#### Records shown:
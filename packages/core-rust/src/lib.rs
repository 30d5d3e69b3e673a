//! `Waypoint` core: call context, service instances, responses, errors and the
//! contracts of the router's collaborators.

pub mod args;
pub mod context;
pub mod error;
pub mod instance;
pub mod response;
pub mod selection;
pub mod traits;

pub use args::{CallArgs, CookieJar, HttpRequestArgs, RpcArgs};
pub use context::CallContext;
pub use error::{InvocationError, SelectionError};
pub use instance::ServiceInstance;
pub use response::Response;
pub use selection::{PickRequest, SelectionCriteria};
pub use traits::{
    BackoffPolicy, ConfigProvider, InstanceRegistry, SelectionContext, SelectionEngine, Strategy,
    StrategyFactory,
};

/// Cookie / metadata key carrying the sticky-session token.
pub const LB_SESSION_ID: &str = "lb-session-id";
//! Optional host hooks the engine may probe before calling.

use std::collections::BTreeSet;
use std::fmt;

/// Optional method on [`crate::LanguageServiceHost`].
#[derive(Debug, Clone, Copy, PartialEq, Eq, Hash, PartialOrd, Ord)]
pub enum HostCapability {
    /// `file_exists`.
    FileExists,
    /// `directory_exists`.
    DirectoryExists,
    /// `new_line`.
    NewLine,
    /// `log`.
    Log,
    /// `trace`.
    Trace,
    /// `error`.
    Error,
}

impl HostCapability {
    /// Every optional hook.
    pub const ALL: [Self; 6] = [
        Self::FileExists,
        Self::DirectoryExists,
        Self::NewLine,
        Self::Log,
        Self::Trace,
        Self::Error,
    ];

    /// Name of the hook as the engine knows it.
    #[must_use]
    pub const fn key(self) -> &'static str {
        match self {
            Self::FileExists => "fileExists",
            Self::DirectoryExists => "directoryExists",
            Self::NewLine => "getNewLine",
            Self::Log => "log",
            Self::Trace => "trace",
            Self::Error => "error",
        }
    }
}

impl fmt::Display for HostCapability {
    fn fmt(&self, formatter: &mut fmt::Formatter<'_>) -> fmt::Result {
        formatter.write_str(self.key())
    }
}

/// Set of optional hooks a host implements.
#[derive(Debug, Clone, Default, PartialEq, Eq)]
pub struct HostCapabilities {
    supported: BTreeSet<HostCapability>,
}

impl HostCapabilities {
    /// A host implementing no optional hook.
    #[must_use]
    pub fn none() -> Self {
        Self::default()
    }

    /// A host implementing every optional hook.
    #[must_use]
    pub fn all() -> Self {
        Self {
            supported: HostCapability::ALL.into_iter().collect(),
        }
    }

    /// Adds `capability` to the set.
    #[must_use]
    pub fn with(mut self, capability: HostCapability) -> Self {
        self.supported.insert(capability);
        self
    }

    /// Whether the host implements `capability`.
    #[must_use]
    pub fn supports(&self, capability: HostCapability) -> bool {
        self.supported.contains(&capability)
    }

    /// Iterates over supported hooks in a stable order.
    pub fn iter(&self) -> impl Iterator<Item = HostCapability> + '_ {
        self.supported.iter().copied()
    }
}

#### Try it:
Once you have located every line with the word "HostCapabilities" in the material above, list those lines.

#### Solved problem:
pub struct HostCapabilities {
impl HostCapabilities {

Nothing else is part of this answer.